Configure Secure Access to Remote IoT Devices
ngrok is a universal gateway, which means it allows you to connect to any app, IoT device, or service without networking expertise.
This guide will walk you through an example scenario using ngrok to set up a secure, controlled remote access solution for IoT devices. The solution will enable you to grant trusted parties access to critical systems without exposing those systems to the public internet or relying on complex VPN setups.
What you'll need
- An ngrok account. If you don't have one, sign up.
- An ngrok agent configured on your local machine. See the getting started guide for instructions on how to install the ngrok agent.
- An ngrok API Key. You'll need an account first.
Example scenario
Consider a situation where a network of smart factories is coming online, each with IoT-connected machines, telemetry sensors, and a real-time monitoring dashboard.

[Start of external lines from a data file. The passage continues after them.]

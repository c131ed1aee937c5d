//! Motorsport ICS Core Library
//!
//! Collects motorsport session listings from several sources, resolves their
//! free-text dates, categories and venues, merges duplicates and emits a
//! deterministic iCalendar file for one race weekend.

pub mod category;
pub mod collector;
pub mod config;
pub mod datetime;
pub mod dedup;
pub mod error;
pub mod ics;
pub mod location;
pub mod observer;
pub mod pipeline;
pub mod similarity;
pub mod sources;
pub mod text;
pub mod types;
pub mod window;

#[cfg(test)]
mod testing;

// Re-export core types and error handling
pub use error::{Error, Result};
pub use types::*;

/// Commonly used items
pub mod prelude {
    pub use crate::{
        category::*, collector::*, config::*, datetime::*, dedup::*, ics::*, location::*,
        observer::*, pipeline::*, similarity::*, sources::*, types::*, window::*,
    };
}
use std::time::Duration;

use async_trait::async_trait;
use serde::Deserialize;

use crate::{
    ContextPeriod, PageContext, RawEvent, Result,
    config::SourceConfig,
    sources::{BaseSource, BaseSourceBuilder, FetchContext, Source, SourceBatch, SourceInfo},
};

/// Page published by an upstream extractor.
#[derive(Debug, Deserialize)]
struct FeedPage {
    #[serde(default)]
    period: Option<ContextPeriod>,
    #[serde(default)]
    period_text: Option<String>,
    #[serde(default)]
    category_hint: Option<String>,
    events: Vec<RawEvent>,
}

#[derive(Debug, Deserialize)]
#[serde(untagged)]
enum FeedDocument {
    Page(FeedPage),
    Events(Vec<RawEvent>),
}

/// Source reading already-extracted events from a JSON feed.
///
/// Accepts either a bare list of events or a page object carrying the
/// programming period and section category next to the events.
pub struct FeedSource {
    base: BaseSource,
    url: String,
    timeout: Option<Duration>,
}

impl FeedSource {
    pub fn new(name: &str, url: &str, priority: u32) -> Result<Self> {
        let base = BaseSourceBuilder::new(SourceInfo {
            name: name.to_string(),
            description: format!("JSON feed {}", url),
            priority,
        })
        .build()?;
        Ok(Self {
            base,
            url: url.to_string(),
            timeout: None,
        })
    }

    pub fn from_config(config: &SourceConfig) -> Result<Self> {
        let timeout = config.timeout_secs.map(Duration::from_secs);
        let info = SourceInfo {
            name: config.name.clone(),
            description: config
                .description
                .clone()
                .unwrap_or_else(|| format!("JSON feed {}", config.url)),
            priority: config.priority,
        };
        let builder = match timeout {
            Some(t) => BaseSourceBuilder::new_with_timeout(info, t),
            None => BaseSourceBuilder::new(info),
        };
        Ok(Self {
            base: builder.build()?,
            url: config.url.clone(),
            timeout,
        })
    }

    pub fn url(&self) -> &str {
        &self.url
    }
}

#[async_trait]
impl Source for FeedSource {
    fn name(&self) -> &str {
        &self.base.info.name
    }

    fn description(&self) -> &str {
        &self.base.info.description
    }

    fn priority(&self) -> u32 {
        self.base.info.priority
    }

    fn timeout(&self) -> Option<Duration> {
        self.timeout
    }

    async fn fetch(&self, ctx: &FetchContext) -> Result<SourceBatch> {
        let document: FeedDocument = self.base.get_json(&self.url, ctx).await?;
        let (events, context) = match document {
            FeedDocument::Page(page) => (
                page.events,
                PageContext {
                    period: page.period,
                    category_hint: page.category_hint,
                    period_text: page.period_text,
                },
            ),
            FeedDocument::Events(events) => (events, PageContext::default()),
        };

        let events = events
            .into_iter()
            .map(|mut event| {
                event.source = self.base.info.name.clone();
                event.priority = self.base.info.priority;
                event
            })
            .collect::<Vec<_>>();

        tracing::debug!(source = %self.base.info.name, events = events.len(), "Feed parsed");
        Ok(SourceBatch { events, context })
    }
}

In this scenario, each factory's network blocks inbound connections, but the technicians need temporary access to the dashboard. The telemetry API and sensor database must remain permanently accessible from the company's cloud, and access to the dashboard must be authenticated via Microsoft Entra ID.
Each factory would only need one ngrok agent running.
Why only one ngrok agent per factory?
Traditionally, you might assume that every device inside the factory needs its own ngrok agent, but this isn't necessary. A single ngrok agent is installed on a network-accessible machine inside the factory, and it:
- Acts as a central gateway (jumpbox) that can reach any machine on the local network, eliminating the need for multiple agents.
- Creates Internal Endpoints so that each API, database, and dashboard is securely exposed inside ngrok, never publicly visible.
- Uses Cloud Endpoints for controlled access, where external cloud apps can access only what they need, and the dashboard is only started when requested.
- Runs as a background service configured to automatically start on boot, restart after crashes, and log events.
- Dynamically manages tunnels, as The agent API can start and stop tunnels as needed.
This setup minimizes security risks, simplifies deployment, and ensures continuous uptime for mission-critical services.